A Korea Institute of Science and Technology (KIST) research team has developed a nano-catalyst for air cleaning in a smoking room that removes 100 percent of acetaldehyde, the first class carcinogen, which accounts for the largest portion of the gaseous substances present in cigarette smoke. Furthermore, the KIST-developed catalyst removes 100 percent of the particle substances of cigarette smoke, such as nicotine and tar, converting those into water vapor and carbon dioxide.
According to the research team, the air cleaning equipment based on the newly-developed catalyst can purify over 80 percent of the cigarette smoke within 30 minutes and 100 percent of it within one hour in a 30 square meter smoking room, where 10 people are simultaneously smoking.

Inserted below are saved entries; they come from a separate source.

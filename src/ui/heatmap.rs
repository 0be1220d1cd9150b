use eframe::egui::{self, Align2, Color32, FontId, Pos2, Rect, Sense, Ui, Vec2};

use corr_studio::analysis::CorrelationMatrix;
use corr_studio::color::{correlation_color, label_color};

use crate::state::AppState;

/// Room reserved for row/column labels.
const LABEL_MARGIN: f32 = 100.0;
const MAX_CELL: f32 = 40.0;
const MAX_LABEL_CHARS: usize = 10;
const SCALE_STEPS: [f64; 5] = [-1.0, -0.5, 0.0, 0.5, 1.0];

// ---------------------------------------------------------------------------
// Correlation heatmap (central panel)
// ---------------------------------------------------------------------------

/// Render the heatmap in the central panel.
pub fn correlation_heatmap(ui: &mut Ui, state: &AppState) {
    let session = match &state.session {
        Some(s) => s,
        None => {
            ui.centered_and_justified(|ui: &mut Ui| {
                ui.heading("Open or drop a CSV file to explore correlations  (File → Open CSV…)");
            });
            return;
        }
    };

    let matrix = session.matrix();
    ui.heading(format!("Correlation Heatmap ({})", matrix.method));
    ui.separator();

    egui::ScrollArea::both()
        .auto_shrink([false, false])
        .show(ui, |ui: &mut Ui| draw_matrix(ui, matrix));
}

fn draw_matrix(ui: &mut Ui, matrix: &CorrelationMatrix) {
    let k = matrix.size();
    let cell = (400.0 / k as f32).min(MAX_CELL);
    let grid = cell * k as f32;
    let legend_width = 80.0;
    let size = Vec2::new(LABEL_MARGIN + grid + legend_width, LABEL_MARGIN + grid);

    let (response, painter) = ui.allocate_painter(size, Sense::hover());
    let origin = response.rect.min + Vec2::splat(LABEL_MARGIN);
    let text_color = to_color32(label_color(0.0));
    let label_font = FontId::proportional(12.0);
    let value_font = FontId::proportional(if cell > 30.0 { 10.0 } else { 8.0 });

    for (i, name) in matrix.columns.iter().enumerate() {
        let center = origin.x + i as f32 * cell + cell / 2.0;
        painter.text(
            Pos2::new(center, origin.y - 10.0),
            Align2::CENTER_BOTTOM,
            truncate(name),
            label_font.clone(),
            text_color,
        );
        painter.text(
            Pos2::new(origin.x - 10.0, origin.y + i as f32 * cell + cell / 2.0),
            Align2::RIGHT_CENTER,
            truncate(name),
            label_font.clone(),
            text_color,
        );
    }

    for i in 0..k {
        for j in 0..k {
            let value = matrix.get(i, j);
            let rect = cell_rect(origin, cell, i, j);
            painter.rect_filled(rect.shrink(0.5), 0.0, to_color32(correlation_color(value)));
            painter.text(
                rect.center(),
                Align2::CENTER_CENTER,
                format!("{value:.2}"),
                value_font.clone(),
                to_color32(label_color(value)),
            );
        }
    }

    // ---- Colour scale legend ----
    let legend_x = origin.x + grid + 20.0;
    painter.text(
        Pos2::new(legend_x, origin.y),
        Align2::LEFT_TOP,
        "Scale",
        label_font,
        text_color,
    );
    for (idx, &v) in SCALE_STEPS.iter().enumerate() {
        let top = origin.y + 20.0 + idx as f32 * 20.0;
        let swatch = Rect::from_min_size(Pos2::new(legend_x, top), Vec2::splat(15.0));
        painter.rect_filled(swatch, 0.0, to_color32(correlation_color(v)));
        painter.text(
            Pos2::new(legend_x + 25.0, top + 7.5),
            Align2::LEFT_CENTER,
            format!("{v:.1}"),
            FontId::proportional(10.0),
            text_color,
        );
    }

    // ---- Hover tooltip with full names ----
    if let Some(pos) = response.hover_pos() {
        let rel = pos - origin;
        if rel.x >= 0.0 && rel.y >= 0.0 && rel.x < grid && rel.y < grid {
            let (i, j) = ((rel.y / cell) as usize, (rel.x / cell) as usize);
            let text = format!(
                "{} ↔ {}\nr = {:.4}",
                matrix.columns[i],
                matrix.columns[j],
                matrix.get(i, j)
            );
            response.on_hover_text_at_pointer(text);
        }
    }
}

fn cell_rect(origin: Pos2, cell: f32, row: usize, col: usize) -> Rect {
    Rect::from_min_size(
        origin + Vec2::new(col as f32 * cell, row as f32 * cell),
        Vec2::splat(cell),
    )
}

fn truncate(name: &str) -> String {
    if name.chars().count() > MAX_LABEL_CHARS {
        let head: String = name.chars().take(MAX_LABEL_CHARS).collect();
        format!("{head}...")
    } else {
        name.to_string()
    }
}

pub fn to_color32([r, g, b]: [u8; 3]) -> Color32 {
    Color32::from_rgb(r, g, b)
}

The research team led by Dr. Jongsoo Jurng and Dr. Gwi-Nam at KIST states that, “In cooperation with KT&G, KIST has developed a nano-catalyst filter coated with a manganese oxide-based nano-catalyst, which can be used in a smoking room to reduce and purify major harmful substances of cigarette smoke.”
Activated charcoal-based filters have been mostly used in a smoking room to remove gaseous materials in cigarette smoke. However, those filters are not effective in removing gaseous materials such as acetaldehyde, their absorbtion performance decreases fast in a closed facility such as a smoking room, and they need to be replaced at least every other week, which is rather inconvenient.
The research team has developed a nano-catalyst filter by evenly coating a manganese oxide-based (Mn/TiO2)) nano-catalyst powder onto a ceramic-based filter media. The nano-catalyst filter uses a technology that decomposes elements of cigarette smoke using oxygen radical, which is generated by decomposing ozone in the air on the surface of the manganese-oxide-based nano-catalyst filter. An evaluation test with total volatile organic compounds (TVOC), such as acetaldehyde, nicotine, and tar, which account for the largest volume of gaseous materials in cigarette smoke, is conducted to evaluate the performance of the newly-developed catalyst. The results show that the new catalyst decomposes over 98 percent of the aforementioned harmful substances.
For the performance evaluation test, the research team made an air cleaning equipment prototype using the nano-catalyst filter. The equipment was installed in an actual smoking room in the size of 30 square meters (with processing capacity of 4 CMM). About 80 percent of cigarette smoke elements were processed and decomposed to water vapor and carbon dioxide, within 30 minutes, and 100 percent of them within one hour. The test condition was designed based on the processing capacity which could circulate the air inside the entire 30 square meter smoking room once every 15 minutes.
The research team expected that it would take a year or so to commercialize this technology as the nano-catalyst and the filter coating technologies had been developed already.
Lead researcher Dr. Jurng mentions that “this research holds a significance since the new air cleaning equipment based on a simple catalyst successfully processes and removes gaseous materials in cigarette smoke, which are not easily removed with the existing air cleaning technologies. If the new equipment can be simplified and is economically feasible, it will be an important tool for keeping smoking room pleasant and clean. Also, from the convergence perspective, the new nanometer catalyst filter can be integrated with other air cleaning products such as air purifiers and air conditioners.”